Glenn jugea préférable d’en rester là.
- Et si nous entrions ? Nous sommes bien venus pour cela, non ?
Il ne jugea pas utile d’expliquer qu’il était à Thunder Mesa pour voir Rita, il jugeait au regard de Clark que celui-ci avait très bien compris. Quant à Mrs Power, elle avait l’air si émerveillée de le voir qu’elle n’en demandait nulle explication.

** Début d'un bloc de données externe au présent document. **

//! Tracing setup: `[HH:MM:SS] [LEVEL] message` lines on stderr and, for
//! pipeline runs, in a timestamped file under the log directory.

use std::fmt;
use std::fs::File;
use std::io::IsTerminal;
use std::path::{Path, PathBuf};
use std::sync::Mutex;

use chrono::{DateTime, Local};
use color_eyre::eyre::{Result, WrapErr};
use tracing::{Event, Level, Subscriber};
use tracing_subscriber::fmt::format::Writer;
use tracing_subscriber::fmt::{FmtContext, FormatEvent, FormatFields};
use tracing_subscriber::prelude::*;
use tracing_subscriber::registry::LookupSpan;
use tracing_subscriber::EnvFilter;

use crate::commands::{Cli, LogFormat};

/// One line per event: local time, level, message, then fields.
#[derive(Debug, Clone, Copy, Default)]
pub(crate) struct LineFormat;

impl<S, N> FormatEvent<S, N> for LineFormat
where
    S: Subscriber + for<'a> LookupSpan<'a>,
    N: for<'a> FormatFields<'a> + 'static,
{
    fn format_event(
        &self,
        ctx: &FmtContext<'_, S, N>,
        mut writer: Writer<'_>,
        event: &Event<'_>,
    ) -> fmt::Result {
        let level = *event.metadata().level();
        write!(writer, "[{}] [", Local::now().format("%H:%M:%S"))?;
        if writer.has_ansi_escapes() {
            write!(writer, "\x1b[{}m{level}\x1b[0m", level_color(level))?;
        } else {
            write!(writer, "{level}")?;
        }
        write!(writer, "] ")?;
        ctx.field_format().format_fields(writer.by_ref(), event)?;
        writeln!(writer)
    }
}

fn level_color(level: Level) -> u8 {
    match level {
        Level::ERROR => 31,
        Level::WARN => 33,
        Level::INFO => 32,
        Level::DEBUG => 34,
        Level::TRACE => 35,
    }
}

/// `pagepitch_<YYYYmmdd_HHMMSS>.log`
pub(crate) fn log_file_name(now: DateTime<Local>) -> String {
    format!("pagepitch_{}.log", now.format("%Y%m%d_%H%M%S"))
}

fn open_log_file(dir: &Path) -> Result<(PathBuf, File)> {
    std::fs::create_dir_all(dir)
        .wrap_err_with(|| format!("cannot create log directory {}", dir.display()))?;
    let path = dir.join(log_file_name(Local::now()));
    let file = File::create(&path)
        .wrap_err_with(|| format!("cannot create log file {}", path.display()))?;
    Ok((path, file))
}

/// Initialize tracing based on CLI flags. Returns the log file path when
/// the command writes one.
pub(crate) fn init_tracing(cli: &Cli) -> Result<Option<PathBuf>> {
    let filter = match cli.verbose {
        0 => "pagepitch=info",
        1 => "pagepitch=debug",
        _ => "pagepitch=trace",
    };

    let env_filter = EnvFilter::try_from_default_env().unwrap_or_else(|_| EnvFilter::new(filter));

    let (log_path, file) = if cli.command.writes_log_file() {
        let (path, file) = open_log_file(&cli.log_dir)?;
        (Some(path), Some(file))
    } else {
        (None, None)
    };

    let file_layer = file.map(|file| {
        tracing_subscriber::fmt::layer()
            .event_format(LineFormat)
            .with_ansi(false)
            .with_writer(Mutex::new(file))
    });

    let registry = tracing_subscriber::registry()
        .with(env_filter)
        .with(file_layer);

    match cli.log_format {
        LogFormat::Text => registry
            .with(
                tracing_subscriber::fmt::layer()
                    .event_format(LineFormat)
                    .with_ansi(std::io::stderr().is_terminal())
                    .with_writer(std::io::stderr),
            )
            .init(),
        LogFormat::Json => registry
            .with(
                tracing_subscriber::fmt::layer()
                    .json()
                    .with_writer(std::io::stderr),
            )
            .init(),
    }

    Ok(log_path)
}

L’idée de Glenn était la bonne. Il ne servait à rien de passer la nuit dans l’entrebâillement de la porte du manoir. Cela avait eu, cependant, le mérite de mettre Rosetta plus à l’aise. Ils avaient ri et on en avait oublié combien le manoir était sinistre et combien sa vétusté pouvait être dangereuse.
- Soyons prudent, dit-elle quand même.
- Nous marcherons sur des œufs, la rassura Glenn.
- Sur la pointe des pieds, comme les domestiques chez Orson pendant que Monsieur se repose ou réfléchit ! s’écria triomphalement Clark, avant de regretter ce qu’il venait de dire.
« Mon vieux, tu as de la chance que Rita n’ait pas entendu ! Attention à la prochaine fois ! » s’admonesta-t-il pour lui-même. Il s’offrit cependant le luxe d’une nouvelle imitation à la Welles, rendant sa voix démesurée, jouant sur les tremolos :

« Allez, ne vous faites pas prier, entrez, qu’attendez-vous donc ? N’ayez pas peur, au point où vous en êtes… »

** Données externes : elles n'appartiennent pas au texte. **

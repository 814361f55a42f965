//! Per-record report artifacts: naming and guaranteed removal.

use std::path::{Path, PathBuf};
use std::sync::LazyLock;

use regex::Regex;
use tracing::debug;

const SLUG_MAX_CHARS: usize = 40;
const SLUG_FALLBACK: &str = "lead";

/// Filesystem-safe slug of a lead name.
///
/// Runs of characters outside `[A-Za-z0-9_-]` become `_`; the result is
/// capped at 40 characters and never empty.
pub fn artifact_slug(name: &str) -> String {
    static UNSAFE_RUN: LazyLock<Regex> =
        LazyLock::new(|| Regex::new(r"[^A-Za-z0-9_\-]+").expect("valid regex"));

    let slug: String = UNSAFE_RUN
        .replace_all(name, "_")
        .chars()
        .take(SLUG_MAX_CHARS)
        .collect();

    if slug.is_empty() {
        SLUG_FALLBACK.to_string()
    } else {
        slug
    }
}

/// `<dir>/<slug>_pagespeed_report.pdf`
pub fn artifact_path(dir: &Path, name: &str) -> PathBuf {
    dir.join(format!("{}_pagespeed_report.pdf", artifact_slug(name)))
}

/// Delete an artifact if present. Errors are swallowed.
pub fn remove_artifact(path: &Path) {
    match std::fs::remove_file(path) {
        Ok(()) => debug!(path = %path.display(), "artifact removed"),
        Err(e) if e.kind() == std::io::ErrorKind::NotFound => {}
        Err(e) => debug!(path = %path.display(), error = %e, "artifact removal failed"),
    }
}

/// Owns one record's artifact path and removes the file when dropped.
#[derive(Debug)]
pub struct ArtifactGuard {
    path: PathBuf,
}

impl ArtifactGuard {
    pub fn new(path: PathBuf) -> Self {
        Self { path }
    }

    /// Guard `path` after deleting whatever file already sits there, so a
    /// present file can only have been written by this record's render.
    pub fn claim(path: PathBuf) -> Self {
        remove_artifact(&path);
        Self { path }
    }

    pub fn path(&self) -> &Path {
        &self.path
    }

    /// Whether the renderer left a regular file at the path.
    pub fn is_present(&self) -> bool {
        self.path.is_file()
    }
}

impl Drop for ArtifactGuard {
    fn drop(&mut self) {
        remove_artifact(&self.path);
    }
}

Ils entrèrent donc. Henry referma derrière lui la porte du manoir :
- Alea jacta est !

Clark s’amusait beaucoup à jouer les guides. « Je peux faire aussi bien que le joufflu à la radio, moi ! », pensait-il en exhibant ses dents dans un sourire qui eut pour effet de tendre les deux bouts de sa moustache.

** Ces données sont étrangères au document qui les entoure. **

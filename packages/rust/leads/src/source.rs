//! Tabular lead source backed by `calamine` (xlsx, xlsm, xls, ods).

use std::path::Path;

use calamine::{Data, Reader, open_workbook_auto};
use tracing::debug;

use pagepitch_shared::{PagePitchError, Result};

/// Header row plus data rows, every cell rendered as display text.
#[derive(Debug, Clone, Default)]
pub struct RawTable {
    /// Header cells in source order, as written.
    pub columns: Vec<String>,
    /// Data rows; blank rows are already removed.
    pub rows: Vec<Vec<String>>,
}

/// Read the named worksheet (or the first one) of a workbook.
///
/// The first row is the header row. Rows whose cells are all blank are
/// dropped.
pub fn read_table(path: &Path, sheet: Option<&str>) -> Result<RawTable> {
    let mut workbook = open_workbook_auto(path).map_err(|e| {
        PagePitchError::ingest(format!("could not open {}: {e}", path.display()))
    })?;

    let range = match sheet {
        Some(name) => workbook
            .worksheet_range(name)
            .map_err(|e| PagePitchError::ingest(format!("sheet '{name}' not readable: {e}")))?,
        None => workbook
            .worksheet_range_at(0)
            .ok_or_else(|| PagePitchError::ingest("workbook has no worksheets"))?
            .map_err(|e| PagePitchError::ingest(format!("first sheet not readable: {e}")))?,
    };

    let mut rows = range.rows();
    let columns: Vec<String> = rows
        .next()
        .ok_or_else(|| PagePitchError::ingest(format!("{} has no header row", path.display())))?
        .iter()
        .map(cell_text)
        .collect();

    let rows: Vec<Vec<String>> = rows
        .map(|row| row.iter().map(cell_text).collect::<Vec<_>>())
        .filter(|cells| cells.iter().any(|c| !c.trim().is_empty()))
        .collect();

    debug!(columns = columns.len(), rows = rows.len(), "read lead table");

    Ok(RawTable { columns, rows })
}

fn cell_text(cell: &Data) -> String {
    match cell {
        Data::Empty => String::new(),
        other => other.to_string(),
    }
}
//! Application configuration for PagePitch.
//!
//! User config lives at `~/.pagepitch/pagepitch.toml`.
//! CLI flags override config file values, which override defaults.
//! Secrets never live in the file: it names the environment variables
//! that hold them.

use std::path::{Path, PathBuf};
use std::time::Duration;

use serde::{Deserialize, Serialize};

use crate::error::{PagePitchError, Result};

/// Default configuration file name.
const CONFIG_FILE_NAME: &str = "pagepitch.toml";

/// Default config directory name under the user's home.
const CONFIG_DIR_NAME: &str = ".pagepitch";

// ---------------------------------------------------------------------------
// Config structs (matching pagepitch.toml schema)
// ---------------------------------------------------------------------------

/// Top-level application config, deserialized from TOML.
#[derive(Debug, Clone, Default, Serialize, Deserialize)]
pub struct AppConfig {
    /// Lead source settings.
    #[serde(default)]
    pub input: InputConfig,

    /// PageSpeed Insights settings.
    #[serde(default)]
    pub pagespeed: PageSpeedConfig,

    /// Browser rendering settings.
    #[serde(default)]
    pub renderer: RendererSection,

    /// Mail submission settings.
    #[serde(default)]
    pub smtp: SmtpSection,

    /// Run pacing and artifact placement.
    #[serde(default)]
    pub run: RunSection,
}

/// `[input]` section.
#[derive(Debug, Clone, Default, Serialize, Deserialize)]
pub struct InputConfig {
    /// Default spreadsheet path (overridden by the `run` argument).
    #[serde(default)]
    pub spreadsheet: String,

    /// Worksheet name; empty means the first sheet.
    #[serde(default)]
    pub sheet: String,
}

/// `[pagespeed]` section.
#[derive(Debug, Clone, Serialize, Deserialize)]
pub struct PageSpeedConfig {
    /// Scoring API endpoint.
    #[serde(default = "default_endpoint")]
    pub endpoint: String,

    /// Name of the env var holding the API key (never store the key itself).
    #[serde(default = "default_api_key_env")]
    pub api_key_env: String,

    /// Device strategy sent with every request.
    #[serde(default = "default_strategy")]
    pub strategy: String,

    /// Request timeout in seconds.
    #[serde(default = "default_timeout_secs")]
    pub timeout_secs: u64,
}

impl Default for PageSpeedConfig {
    fn default() -> Self {
        Self {
            endpoint: default_endpoint(),
            api_key_env: default_api_key_env(),
            strategy: default_strategy(),
            timeout_secs: default_timeout_secs(),
        }
    }
}

fn default_endpoint() -> String {
    "https://www.googleapis.com/pagespeedonline/v5/runPagespeed".into()
}
fn default_api_key_env() -> String {
    "PAGESPEED_API_KEY".into()
}
fn default_strategy() -> String {
    "mobile".into()
}
fn default_timeout_secs() -> u64 {
    30
}

/// `[renderer]` section.
#[derive(Debug, Clone, Serialize, Deserialize)]
pub struct RendererSection {
    /// Hosted report viewer; the target URL is appended as `?url=`.
    #[serde(default = "default_report_url")]
    pub report_url: String,

    /// Chrome/Chromium binary; empty means auto-detect.
    #[serde(default)]
    pub chrome_executable: String,

    /// Command run between the primary and fallback render attempts.
    #[serde(default = "default_reinstall_command")]
    pub reinstall_command: Vec<String>,

    /// Page navigation timeout in seconds.
    #[serde(default = "default_navigation_timeout")]
    pub navigation_timeout_secs: u64,
}

impl Default for RendererSection {
    fn default() -> Self {
        Self {
            report_url: default_report_url(),
            chrome_executable: String::new(),
            reinstall_command: default_reinstall_command(),
            navigation_timeout_secs: default_navigation_timeout(),
        }
    }
}

fn default_report_url() -> String {
    "https://pagespeed.web.dev/report".into()
}
fn default_reinstall_command() -> Vec<String> {
    [
        "npx",
        "--yes",
        "@puppeteer/browsers",
        "install",
        "chrome-headless-shell@stable",
    ]
    .iter()
    .map(|s| s.to_string())
    .collect()
}
fn default_navigation_timeout() -> u64 {
    60
}

/// `[smtp]` section.
#[derive(Debug, Clone, Serialize, Deserialize)]
pub struct SmtpSection {
    /// Submission host.
    #[serde(default)]
    pub host: String,

    /// Submission port (STARTTLS).
    #[serde(default = "default_smtp_port")]
    pub port: u16,

    /// Sender address, also used as the login user.
    #[serde(default)]
    pub address: String,

    /// Name of the env var holding the SMTP password.
    #[serde(default = "default_password_env")]
    pub password_env: String,

    /// Connection timeout in seconds.
    #[serde(default = "default_timeout_secs")]
    pub timeout_secs: u64,
}

impl Default for SmtpSection {
    fn default() -> Self {
        Self {
            host: String::new(),
            port: default_smtp_port(),
            address: String::new(),
            password_env: default_password_env(),
            timeout_secs: default_timeout_secs(),
        }
    }
}

fn default_smtp_port() -> u16 {
    587
}
fn default_password_env() -> String {
    "SMTP_PASSWORD".into()
}

/// `[run]` section.
#[derive(Debug, Clone, Serialize, Deserialize)]
pub struct RunSection {
    /// Pause between records in milliseconds.
    #[serde(default = "default_pace_ms")]
    pub pace_ms: u64,

    /// Directory where per-lead PDFs are written before sending.
    #[serde(default = "default_artifact_dir")]
    pub artifact_dir: String,
}

impl Default for RunSection {
    fn default() -> Self {
        Self {
            pace_ms: default_pace_ms(),
            artifact_dir: default_artifact_dir(),
        }
    }
}

fn default_pace_ms() -> u64 {
    800
}
fn default_artifact_dir() -> String {
    ".".into()
}

// ---------------------------------------------------------------------------
// Runtime config (resolved once at startup, passed to each component)
// ---------------------------------------------------------------------------

/// Settings for the performance scorer.
#[derive(Clone)]
pub struct ScoringConfig {
    pub endpoint: String,
    pub api_key: String,
    pub strategy: String,
    pub timeout: Duration,
}

impl ScoringConfig {
    /// Scorer settings with the API key taken from the environment.
    pub fn resolve(config: &AppConfig) -> Result<Self> {
        Self::resolve_with(config, &|var| std::env::var(var).ok())
    }

    fn resolve_with(config: &AppConfig, lookup: &impl Fn(&str) -> Option<String>) -> Result<Self> {
        Ok(Self {
            endpoint: config.pagespeed.endpoint.clone(),
            api_key: secret_from(&config.pagespeed.api_key_env, "PageSpeed API key", lookup)?,
            strategy: config.pagespeed.strategy.clone(),
            timeout: Duration::from_secs(config.pagespeed.timeout_secs),
        })
    }
}

impl std::fmt::Debug for ScoringConfig {
    fn fmt(&self, f: &mut std::fmt::Formatter<'_>) -> std::fmt::Result {
        f.debug_struct("ScoringConfig")
            .field("endpoint", &self.endpoint)
            .field("api_key", &"<redacted>")
            .field("strategy", &self.strategy)
            .field("timeout", &self.timeout)
            .finish()
    }
}

/// Settings for the report renderer.
#[derive(Debug, Clone)]
pub struct RenderConfig {
    pub report_url: String,
    pub chrome_executable: Option<PathBuf>,
    pub reinstall_command: Vec<String>,
    pub navigation_timeout: Duration,
}

impl From<&AppConfig> for RenderConfig {
    fn from(config: &AppConfig) -> Self {
        let section = &config.renderer;
        Self {
            report_url: section.report_url.clone(),
            chrome_executable: non_empty(&section.chrome_executable).map(PathBuf::from),
            reinstall_command: section.reinstall_command.clone(),
            navigation_timeout: Duration::from_secs(section.navigation_timeout_secs),
        }
    }
}

/// Settings for mail submission.
#[derive(Clone)]
pub struct SmtpConfig {
    pub host: String,
    pub port: u16,
    pub address: String,
    pub password: String,
    pub timeout: Duration,
}

impl std::fmt::Debug for SmtpConfig {
    fn fmt(&self, f: &mut std::fmt::Formatter<'_>) -> std::fmt::Result {
        f.debug_struct("SmtpConfig")
            .field("host", &self.host)
            .field("port", &self.port)
            .field("address", &self.address)
            .field("password", &"<redacted>")
            .field("timeout", &self.timeout)
            .finish()
    }
}

/// Settings for the orchestrator loop.
#[derive(Debug, Clone)]
pub struct PipelineConfig {
    pub artifact_dir: PathBuf,
    pub pace: Duration,
}

impl From<&AppConfig> for PipelineConfig {
    fn from(config: &AppConfig) -> Self {
        Self {
            artifact_dir: PathBuf::from(&config.run.artifact_dir),
            pace: Duration::from_millis(config.run.pace_ms),
        }
    }
}

/// Everything a full run needs, validated before the first record is read.
#[derive(Debug, Clone)]
pub struct RuntimeConfig {
    pub spreadsheet: PathBuf,
    pub sheet: Option<String>,
    pub scoring: ScoringConfig,
    pub render: RenderConfig,
    pub smtp: SmtpConfig,
    pub pipeline: PipelineConfig,
}

impl RuntimeConfig {
    /// Resolve the runtime config from the file config, CLI overrides and
    /// the process environment.
    pub fn resolve(
        config: &AppConfig,
        spreadsheet: Option<PathBuf>,
        sheet: Option<String>,
    ) -> Result<Self> {
        Self::resolve_with(config, spreadsheet, sheet, |var| std::env::var(var).ok())
    }

    /// Like [`RuntimeConfig::resolve`], with an explicit secret lookup.
    pub fn resolve_with(
        config: &AppConfig,
        spreadsheet: Option<PathBuf>,
        sheet: Option<String>,
        lookup: impl Fn(&str) -> Option<String>,
    ) -> Result<Self> {
        let spreadsheet = spreadsheet
            .or_else(|| non_empty(&config.input.spreadsheet).map(PathBuf::from))
            .ok_or_else(|| {
                PagePitchError::config(
                    "no spreadsheet given. Pass a path to `run` or set [input].spreadsheet",
                )
            })?;

        let sheet = sheet.or_else(|| non_empty(&config.input.sheet).map(String::from));

        let scoring = ScoringConfig::resolve_with(config, &lookup)?;

        let host = non_empty(&config.smtp.host)
            .ok_or_else(|| PagePitchError::config("[smtp].host is not set"))?;
        let address = non_empty(&config.smtp.address)
            .ok_or_else(|| PagePitchError::config("[smtp].address is not set"))?;

        let smtp = SmtpConfig {
            host: host.to_string(),
            port: config.smtp.port,
            address: address.to_string(),
            password: secret_from(&config.smtp.password_env, "SMTP password", &lookup)?,
            timeout: Duration::from_secs(config.smtp.timeout_secs),
        };

        Ok(Self {
            spreadsheet,
            sheet,
            scoring,
            render: RenderConfig::from(config),
            smtp,
            pipeline: PipelineConfig::from(config),
        })
    }
}

fn non_empty(value: &str) -> Option<&str> {
    let trimmed = value.trim();
    (!trimmed.is_empty()).then_some(trimmed)
}

fn secret_from(
    var_name: &str,
    what: &str,
    lookup: &impl Fn(&str) -> Option<String>,
) -> Result<String> {
    match lookup(var_name) {
        Some(val) if !val.trim().is_empty() => Ok(val),
        _ => Err(PagePitchError::config(format!(
            "{what} not found. Set the {var_name} environment variable."
        ))),
    }
}

// ---------------------------------------------------------------------------
// Config loading
// ---------------------------------------------------------------------------

/// Get the path to the config directory (`~/.pagepitch/`).
pub fn config_dir() -> Result<PathBuf> {
    let home = dirs::home_dir()
        .ok_or_else(|| PagePitchError::config("could not determine home directory"))?;
    Ok(home.join(CONFIG_DIR_NAME))
}

/// Get the path to the config file (`~/.pagepitch/pagepitch.toml`).
pub fn config_file_path() -> Result<PathBuf> {
    Ok(config_dir()?.join(CONFIG_FILE_NAME))
}

/// Load the application config from disk. Returns defaults if the file does not exist.
pub fn load_config() -> Result<AppConfig> {
    let path = config_file_path()?;

    if !path.exists() {
        tracing::debug!(?path, "config file not found, using defaults");
        return Ok(AppConfig::default());
    }

    load_config_from(&path)
}

/// Load the application config from a specific file path.
pub fn load_config_from(path: &Path) -> Result<AppConfig> {
    let content = std::fs::read_to_string(path).map_err(|e| PagePitchError::io(path, e))?;

    toml::from_str(&content)
        .map_err(|e| PagePitchError::config(format!("failed to parse {}: {e}", path.display())))
}

/// Create the config directory and write a default config file.
/// Returns the path to the created file.
pub fn init_config() -> Result<PathBuf> {
    let dir = config_dir()?;
    std::fs::create_dir_all(&dir).map_err(|e| PagePitchError::io(&dir, e))?;

    let path = dir.join(CONFIG_FILE_NAME);
    let config = AppConfig::default();
    let content =
        toml::to_string_pretty(&config).map_err(|e| PagePitchError::config(e.to_string()))?;

    std::fs::write(&path, content).map_err(|e| PagePitchError::io(&path, e))?;
    tracing::info!(?path, "created default config file");

    Ok(path)
}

« Montrez-vous en pleine lumière, que je vous voie un peu ! … Ha ha ha ha, gniark-gniark-gniark ! … Vous n’avez rien à craindre, chers amis. Allez, entrez, j’ai tellement de choses à vous faire découvrir ! »

Il n’entendit pas Glenn marmonner « C’est pas bientôt fini de jouer au fantôme, Gable ? » En revanche, Henry attira leur attention à tous sur un portrait en médaillon suspendu dans l'un des angles de la petite pièce...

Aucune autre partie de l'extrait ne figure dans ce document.